What to do:
Pull out every line in the data that has the string "index" in it.

Data to process:
use crate::buffer::{BufferedLine, PersistentBuffer};
use crate::codec::{encode_line, Location, PayloadCipher, Plaintext, Reading, VAR_COUNT};
use crate::config::Config;
use crate::modem::io::ModemIo;
use crate::modem::CellularTransport;
use crate::operator::OperatorSelector;
use crate::state::{keys, RetainedState, StateStore, WakeReason};
use self::battery::{filter_voltage, BatteryGate};
use self::peripherals::Peripherals;

const US_PER_MINUTE: u64 = 60_000_000;
const US_PER_HOUR: u64 = 60 * US_PER_MINUTE;

#[derive(Debug, Clone, Copy, PartialEq, Eq)]
pub enum CycleState {
    Boot,
    Provision,
    ReadSensors,
    Gps,
    GetIdentity,
    BuildFrame,
    BufferWrite,
    SendTelemetry,
    CompactBuffer,
    Sleep,
    Error,
}

impl fmt::Display for CycleState {
    fn fmt(&self, f: &mut fmt::Formatter<'_>) -> fmt::Result {
        let name = match self {
            CycleState::Boot => "Boot",
            CycleState::Provision => "Provision",
            CycleState::ReadSensors => "ReadSensors",
            CycleState::Gps => "Gps",
            CycleState::GetIdentity => "GetIdentity",
            CycleState::BuildFrame => "BuildFrame",
            CycleState::BufferWrite => "BufferWrite",
            CycleState::SendTelemetry => "SendTelemetry",
            CycleState::CompactBuffer => "CompactBuffer",
            CycleState::Sleep => "Sleep",
            CycleState::Error => "Error",
        };
        write!(f, "{}", name)
    }
}

/// How the cycle ended and what the caller should do next
#[derive(Debug, Clone, Copy, PartialEq, Eq)]
pub enum CycleOutcome {
    /// Retained state parked for a deep-sleep wake after this long
    Sleep(Duration),
    /// Retained state parked for a clean restart
    Restart,
    /// Terminal error; nothing parked
    Halted,
}

enum Step {
    Next(CycleState),
    Done(CycleOutcome),
}

/// Counters logged at the end of the cycle
#[derive(Debug, Clone, Default)]
struct CycleReport {
    pending: usize,
    sent: usize,
    operator: Option<String>,
    csq: Option<u8>,
    battery_volts: Option<f64>,
}

pub struct CycleController<M: ModemIo> {
    config: Config,
    store: StateStore,
    wake: WakeReason,
    retained: RetainedState,
    transport: CellularTransport<M>,
    selector: OperatorSelector,
    peripherals: Peripherals,
    cipher: Box<dyn PayloadCipher>,
    buffer: Option<PersistentBuffer>,
    modem_allowed: bool,
    vars: [i32; VAR_COUNT],
    location: Option<Location>,
    iccid: String,
    line: Option<String>,
    report: CycleReport,
}
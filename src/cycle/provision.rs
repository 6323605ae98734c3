//! Local buffer export
//!
//! A request file dropped into the state directory asks the node to dump
//! its buffer on the next cold boot. The export is a single JSON document;
//! the request file is removed once the export is written.

use anyhow::Context;
use serde::Serialize;
use std::fs;
use std::path::Path;
use tracing::info;

use crate::buffer::PersistentBuffer;

#[derive(Debug, Serialize)]
struct BufferExport {
    exported_at: String,
    total: usize,
    unprocessed: usize,
    processed: usize,
    lines: Vec<ExportLine>,
}

#[derive(Debug, Serialize)]
struct ExportLine {
    index: usize,
    processed: bool,
    text: String,
}

/// Export the buffer if `request` exists; returns whether it did
pub fn export_if_requested(
    buffer: &PersistentBuffer,
    max_lines: usize,
    request: &Path,
    export: &Path,
) -> anyhow::Result<bool> {
    if !request.exists() {
        return Ok(false);
    }

    let status = buffer.status()?;
    let lines = buffer
        .read_lines(max_lines)?
        .into_iter()
        .enumerate()
        .map(|(index, text)| ExportLine {
            index,
            processed: buffer.is_processed(&text),
            text,
        })
        .collect();
    let doc = BufferExport {
        exported_at: chrono::Utc::now().to_rfc3339(),
        total: status.total,
        unprocessed: status.unprocessed,
        processed: status.processed,
        lines,
    };

    fs::write(export, serde_json::to_vec_pretty(&doc)?)
        .with_context(|| format!("failed to write export {:?}", export))?;
    fs::remove_file(request)
        .with_context(|| format!("failed to remove request {:?}", request))?;
    info!(
        "Exported {} buffered line(s) ({} unsent) to {:?}",
        status.total, status.unprocessed, export
    );
    Ok(true)
}

#[cfg(test)]
mod tests {
    use super::*;
    use crate::buffer::DEFAULT_MARKER;

    #[test]
    fn test_export_only_on_request() {
        let dir = std::env::temp_dir().join(format!("telemetry-node-export-{}", std::process::id()));
        let _ = fs::remove_dir_all(&dir);
        let buffer = PersistentBuffer::open(dir.join("buffer.txt"), DEFAULT_MARKER, 10).unwrap();
        buffer.append_line("AAAA").unwrap();
        buffer.append_line("BBBB").unwrap();
        buffer.mark_line_as_processed(0).unwrap();

        let request = dir.join("provision.request");
        let export = dir.join("export.json");
        assert!(!export_if_requested(&buffer, 50, &request, &export).unwrap());
        assert!(!export.exists());

        fs::write(&request, "").unwrap();
        assert!(export_if_requested(&buffer, 50, &request, &export).unwrap());
        assert!(!request.exists());

        let doc: serde_json::Value = serde_json::from_slice(&fs::read(&export).unwrap()).unwrap();
        assert_eq!(doc["total"], 2);
        assert_eq!(doc["unprocessed"], 1);
        assert_eq!(doc["lines"][0]["processed"], true);
        assert_eq!(doc["lines"][1]["text"], "BBBB");
        fs::remove_dir_all(&dir).unwrap();
    }
}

Exercise response:
    index: usize,
        .map(|(index, text)| ExportLine {
            index,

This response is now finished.